Collège de Sherbrooke



L'ensemble de la thermodynamique repose sur l'idée qu'un système peut être caractérisé par un ensemble limité de variables macroscopiques (température (T), pression (P), concentration (N)). Cette idée s'appuie sur l'hypothèse que toutes les particules composant le fluide sont identiques. Toutefois cette idée et donc la thermodynamique n'est valide que lorsque le système est dit en équilibre thermodynamique. C'est-à-dire que ces variables sont uniformes et constantes dans le volume considéré. La thermodynamique est très puissante puisqu'elle permet de décrire simplement le comportement de systèmes extrêmement complexes.

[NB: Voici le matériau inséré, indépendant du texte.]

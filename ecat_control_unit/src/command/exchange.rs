//! Command/odometry handoff between the control loop and the communication thread.
//!
//! Two owned value slots behind one mutex. Every operation holds the lock for
//! a single `Copy` of the value and nothing else; there is no queue, the last
//! write wins. Odometry publishes are numbered so a reader can tell a fresh
//! estimate from one it already forwarded, whatever its timestamp says.

use ecat_common::motion::{OdometryEstimate, VelocityCommand};
use parking_lot::Mutex;

#[derive(Debug, Default)]
struct Slots {
    command: VelocityCommand,
    odometry: OdometryEstimate,
    /// Number of odometry publishes so far.
    odometry_seq: u64,
}

/// Shared between exactly two threads via `Arc<CommandExchange>`.
#[derive(Debug, Default)]
pub struct CommandExchange {
    slots: Mutex<Slots>,
}

impl CommandExchange {
    pub fn new() -> Self {
        Self::default()
    }

    /// Writer: communication thread.
    #[inline]
    pub fn publish_command(&self, command: VelocityCommand) {
        self.slots.lock().command = command;
    }

    /// Reader: control loop. Returns the latest published command.
    #[inline]
    pub fn read_command(&self) -> VelocityCommand {
        self.slots.lock().command
    }

    /// Writer: control loop.
    #[inline]
    pub fn publish_odometry(&self, odometry: OdometryEstimate) {
        let mut slots = self.slots.lock();
        slots.odometry = odometry;
        slots.odometry_seq = slots.odometry_seq.wrapping_add(1);
    }

    /// Reader: communication thread.
    #[inline]
    pub fn read_odometry(&self) -> OdometryEstimate {
        self.slots.lock().odometry
    }

    /// Reader: communication thread. The latest estimate and its sequence
    /// number, or `None` while nothing was published after `seen`.
    #[inline]
    pub fn odometry_since(&self, seen: u64) -> Option<(u64, OdometryEstimate)> {
        let slots = self.slots.lock();
        (slots.odometry_seq != seen).then_some((slots.odometry_seq, slots.odometry))
    }
}
//! Semaphore-guarded access to the drive record array.
//!
//! The named semaphore is the only mutual-exclusion mechanism over the
//! segment and is shared with the EtherCAT master process. Records can only
//! be read or written through an [`ShmGuard`], which exists only while the
//! semaphore is held.

use crate::error::{ShmError, ShmResult};
use crate::platform::{self, NamedSemaphore, OpenMode};
use ecat_common::consts::DRIVE_COUNT;
use ecat_common::drive::{DriveRecord, DriveRecords, SEGMENT_SIZE};
use memmap2::MmapMut;
use std::ptr::NonNull;
use std::time::Duration;
use tracing::{debug, error, info};

/// Mapped drive record segment plus its lock.
///
/// Dropping the channel unmaps the segment and closes the semaphore handle.
/// The named OS objects are never removed here: they may belong to the master
/// and must survive a restart of this process.
pub struct SharedMemoryChannel {
    segment_name: String,
    semaphore: NamedSemaphore,
    mmap: MmapMut,
    base: NonNull<DriveRecord>,
}

// SAFETY: the mapping is only touched through volatile copies performed while
// the process-shared semaphore is held.
unsafe impl Send for SharedMemoryChannel {}
unsafe impl Sync for SharedMemoryChannel {}

impl SharedMemoryChannel {
    /// Create-or-open the segment and semaphore and map the record array.
    ///
    /// # Errors
    /// One distinct [`ShmError`] variant per failing sub-step (name check,
    /// object creation, sizing, mapping, semaphore open).
    pub fn init(segment_name: &str, semaphore_name: &str, mode: OpenMode) -> ShmResult<Self> {
        let segment_name = platform::object_name(segment_name)?;
        let semaphore_name = platform::object_name(semaphore_name)?;

        let mut mmap = platform::map_segment(&segment_name, mode, SEGMENT_SIZE)?;
        let base = NonNull::new(mmap.as_mut_ptr().cast::<DriveRecord>()).ok_or_else(|| {
            ShmError::Map {
                name: segment_name.clone(),
                source: std::io::Error::from(std::io::ErrorKind::InvalidData),
            }
        })?;

        let semaphore = NamedSemaphore::open(&semaphore_name, mode)?;

        info!(
            "Shared memory channel ready: segment={} semaphore={} mode={} size={}B",
            segment_name, semaphore_name, mode, SEGMENT_SIZE
        );

        Ok(Self {
            segment_name,
            semaphore,
            mmap,
            base,
        })
    }

    /// Non-blocking acquisition. `Ok(None)` when the lock is held elsewhere.
    pub fn try_lock(&self) -> ShmResult<Option<ShmGuard<'_>>> {
        if self.semaphore.try_wait()? {
            Ok(Some(ShmGuard::new(self)))
        } else {
            Ok(None)
        }
    }

    /// Blocking acquisition, for paths where a bounded wait is acceptable.
    pub fn lock(&self) -> ShmResult<ShmGuard<'_>> {
        self.semaphore.wait()?;
        Ok(ShmGuard::new(self))
    }

    /// Blocking acquisition bounded by `timeout`. `Ok(None)` when it expires.
    pub fn lock_timeout(&self, timeout: Duration) -> ShmResult<Option<ShmGuard<'_>>> {
        if self.semaphore.timed_wait(timeout)? {
            Ok(Some(ShmGuard::new(self)))
        } else {
            Ok(None)
        }
    }

    /// Normalised segment object name.
    pub fn segment_name(&self) -> &str {
        &self.segment_name
    }

    /// Normalised semaphore object name.
    pub fn semaphore_name(&self) -> &str {
        self.semaphore.name()
    }

    /// Remove both named objects from the system.
    ///
    /// Only for owners of the objects' lifetime (tests, tooling); the control
    /// loop never calls this.
    pub fn unlink(segment_name: &str, semaphore_name: &str) -> ShmResult<()> {
        let segment_name = platform::object_name(segment_name)?;
        let semaphore_name = platform::object_name(semaphore_name)?;
        platform::unlink_segment(&segment_name)?;
        NamedSemaphore::unlink(&semaphore_name)?;
        debug!("Unlinked {} and {}", segment_name, semaphore_name);
        Ok(())
    }

    fn is_mapped(&self) -> bool {
        self.mmap.len() >= SEGMENT_SIZE
    }
}

/// Proof that the channel semaphore is held. Releases on drop.
pub struct ShmGuard<'a> {
    channel: &'a SharedMemoryChannel,
    released: bool,
}

impl<'a> ShmGuard<'a> {
    fn new(channel: &'a SharedMemoryChannel) -> Self {
        Self {
            channel,
            released: false,
        }
    }

    /// Snapshot copy of both slots; `None` if the segment is not mapped in full.
    pub fn read(&self) -> Option<DriveRecords> {
        if !self.channel.is_mapped() {
            return None;
        }
        let base = self.channel.base.as_ptr();
        let mut records = [DriveRecord::default(); DRIVE_COUNT];
        for (slot, record) in records.iter_mut().enumerate() {
            // SAFETY: `is_mapped` guarantees DRIVE_COUNT records behind `base`,
            // which is page-aligned.
            *record = unsafe { std::ptr::read_volatile(base.add(slot)) };
        }
        Some(records)
    }

    /// Overwrite both slots.
    ///
    /// # Errors
    /// `ShmError::SizeMismatch` unless exactly `DRIVE_COUNT` records are given.
    pub fn write(&mut self, records: &[DriveRecord]) -> ShmResult<()> {
        if records.len() != DRIVE_COUNT || !self.channel.is_mapped() {
            return Err(ShmError::SizeMismatch {
                expected: DRIVE_COUNT,
                actual: records.len(),
            });
        }
        let base = self.channel.base.as_ptr();
        for (slot, record) in records.iter().enumerate() {
            // SAFETY: bounds checked above.
            unsafe { std::ptr::write_volatile(base.add(slot), *record) };
        }
        Ok(())
    }

    /// Release the semaphore, reporting a failed `sem_post`.
    pub fn unlock(mut self) -> ShmResult<()> {
        self.released = true;
        self.channel.semaphore.post()
    }
}

impl Drop for ShmGuard<'_> {
    fn drop(&mut self) {
        if !self.released {
            if let Err(e) = self.channel.semaphore.post() {
                error!("Semaphore release failed: {e}");
            }
        }
    }
}
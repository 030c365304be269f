//! Communication thread: velocity commands in, odometry out.
//!
//! The thread runs at ordinary priority and only touches the control loop
//! through [`CommandExchange`]. The transport sits behind [`CommLink`];
//! [`UdpJsonLink`] is the default.

use std::io;
use std::net::{SocketAddr, UdpSocket};
use std::sync::Arc;
use std::sync::atomic::{AtomicBool, Ordering};
use std::thread::{self, JoinHandle};
use std::time::Duration;

use ecat_common::config::ConfigError;
use ecat_common::motion::{OdometryEstimate, VelocityCommand};
use serde::{Deserialize, Serialize};
use thiserror::Error;
use tracing::{debug, info, trace, warn};

use crate::command::CommandExchange;

/// Largest datagram accepted; a JSON command is well below this.
const MAX_DATAGRAM: usize = 1024;

#[derive(Debug, Error)]
pub enum CommError {
    #[error("failed to bind {addr}: {source}")]
    Bind {
        addr: SocketAddr,
        #[source]
        source: io::Error,
    },

    #[error("socket error: {0}")]
    Socket(#[from] io::Error),

    #[error("failed to encode odometry: {0}")]
    Encode(#[from] serde_json::Error),
}

/// Transport carrying commands in and odometry out.
pub trait CommLink: Send {
    /// Newest pending command, if any arrived since the last call. Never blocks.
    fn receive_command(&mut self) -> Result<Option<VelocityCommand>, CommError>;

    fn publish_odometry(&mut self, odometry: &OdometryEstimate) -> Result<(), CommError>;
}

// ─── Configuration ──────────────────────────────────────────────────

#[derive(Debug, Clone, PartialEq, Eq, Serialize, Deserialize)]
#[serde(default)]
pub struct CommConfig {
    /// Local address commands are received on.
    pub bind_addr: SocketAddr,
    /// Odometry destination. When unset, replies go to the last command sender.
    pub peer_addr: Option<SocketAddr>,
    /// Poll period of the communication thread [ms].
    pub poll_interval_ms: u64,
}

impl Default for CommConfig {
    fn default() -> Self {
        Self {
            bind_addr: SocketAddr::from(([127, 0, 0, 1], 47800)),
            peer_addr: None,
            poll_interval_ms: 10,
        }
    }
}

impl CommConfig {
    pub fn poll_interval(&self) -> Duration {
        Duration::from_millis(self.poll_interval_ms)
    }

    pub fn validate(&self) -> Result<(), ConfigError> {
        if self.poll_interval_ms == 0 || self.poll_interval_ms > 1000 {
            return Err(ConfigError::ValidationError(format!(
                "comm.poll_interval_ms {} out of range [1, 1000]",
                self.poll_interval_ms
            )));
        }
        Ok(())
    }
}

// ─── UDP / JSON link ────────────────────────────────────────────────

/// Non-blocking UDP socket exchanging JSON documents.
///
/// Commands are `{"linear": f64, "angular": f64}`; odometry is the serialized
/// [`OdometryEstimate`].
pub struct UdpJsonLink {
    socket: UdpSocket,
    peer: Option<SocketAddr>,
    last_sender: Option<SocketAddr>,
    buf: [u8; MAX_DATAGRAM],
}

impl UdpJsonLink {
    pub fn bind(config: &CommConfig) -> Result<Self, CommError> {
        let socket = UdpSocket::bind(config.bind_addr).map_err(|source| CommError::Bind {
            addr: config.bind_addr,
            source,
        })?;
        socket.set_nonblocking(true)?;
        let bound = socket.local_addr()?;
        info!(
            bind = %bound,
            peer = ?config.peer_addr,
            "UDP command link ready"
        );
        Ok(Self {
            socket,
            peer: config.peer_addr,
            last_sender: None,
            buf: [0; MAX_DATAGRAM],
        })
    }

    pub fn local_addr(&self) -> Result<SocketAddr, CommError> {
        Ok(self.socket.local_addr()?)
    }
}

impl CommLink for UdpJsonLink {
    fn receive_command(&mut self) -> Result<Option<VelocityCommand>, CommError> {
        let mut latest = None;
        loop {
            let (len, sender) = match self.socket.recv_from(&mut self.buf) {
                Ok(received) => received,
                Err(e) if e.kind() == io::ErrorKind::WouldBlock => break,
                Err(e) if e.kind() == io::ErrorKind::Interrupted => continue,
                Err(e) => return Err(e.into()),
            };
            match serde_json::from_slice::<VelocityCommand>(&self.buf[..len]) {
                Ok(command) if command.linear.is_finite() && command.angular.is_finite() => {
                    trace!(%sender, ?command, "command received");
                    self.last_sender = Some(sender);
                    latest = Some(command);
                }
                Ok(command) => warn!(%sender, ?command, "dropping non-finite command"),
                Err(e) => warn!(%sender, len, "dropping malformed command: {e}"),
            }
        }
        Ok(latest)
    }

    fn publish_odometry(&mut self, odometry: &OdometryEstimate) -> Result<(), CommError> {
        let Some(target) = self.peer.or(self.last_sender) else {
            return Ok(());
        };
        let payload = serde_json::to_vec(odometry)?;
        match self.socket.send_to(&payload, target) {
            Ok(_) => Ok(()),
            Err(e) if e.kind() == io::ErrorKind::WouldBlock => {
                trace!(%target, "odometry dropped, socket busy");
                Ok(())
            }
            Err(e) => Err(e.into()),
        }
    }
}

// ─── Thread ─────────────────────────────────────────────────────────

/// Spawn the communication thread.
///
/// Each poll forwards the newest received command into `exchange` and sends the
/// newest odometry estimate if the control loop published one since the last
/// send. Exits once `shutdown` is set.
pub fn spawn_comm_thread<L>(
    mut link: L,
    exchange: Arc<CommandExchange>,
    shutdown: Arc<AtomicBool>,
    poll_interval: Duration,
) -> io::Result<JoinHandle<()>>
where
    L: CommLink + 'static,
{
    thread::Builder::new()
        .name("comm".to_string())
        .spawn(move || {
            let mut last_sent = 0;
            while !shutdown.load(Ordering::Acquire) {
                match link.receive_command() {
                    Ok(Some(command)) => exchange.publish_command(command),
                    Ok(None) => {}
                    Err(e) => warn!("command receive failed: {e}"),
                }

                if let Some((seq, odometry)) = exchange.odometry_since(last_sent) {
                    if let Err(e) = link.publish_odometry(&odometry) {
                        debug!("odometry publish failed: {e}");
                    }
                    last_sent = seq;
                }

                thread::sleep(poll_interval);
            }
            debug!("communication thread stopped");
        })
}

Pour bien comprendre l'origine de cette théorie ainsi que la signification des variables macroscopiques il convient de passer à l'échelle microscopique. Nous considérerons le cas d'un gaz parfait constitué d'un très grand nombre de particules identiques. Remarquez que le terme « particule » est ici très large puisque cette théorie peut être utilisée pour décrire le comportement des étoiles à l'intérieur d'une galaxie et dans ce cas les particules sont des étoiles (typiquement 10 000 000 fois plus massives que la terre!). Dans l'application qui nous intéresse nous pensons plutôt à des molécules et ce cas est évidemment plus simple puisque nous pouvons négliger la contribution de la force de gravité à l'énergie des particules (c.-à-d. le potentiel gravitationnel est essentiellement le même pour toutes les molécules). Dans ce cas, l'énergie d'une particule est dominée par l'énergie cinétique. Comme la géométrie de la molécule est dans un premier temps considérée sphérique, nous nous permettrons de négliger l'énergie de rotation ou de vibration. Nous discuterons plus loin de l'impact de ces processus sur la description microscopique de tels systèmes.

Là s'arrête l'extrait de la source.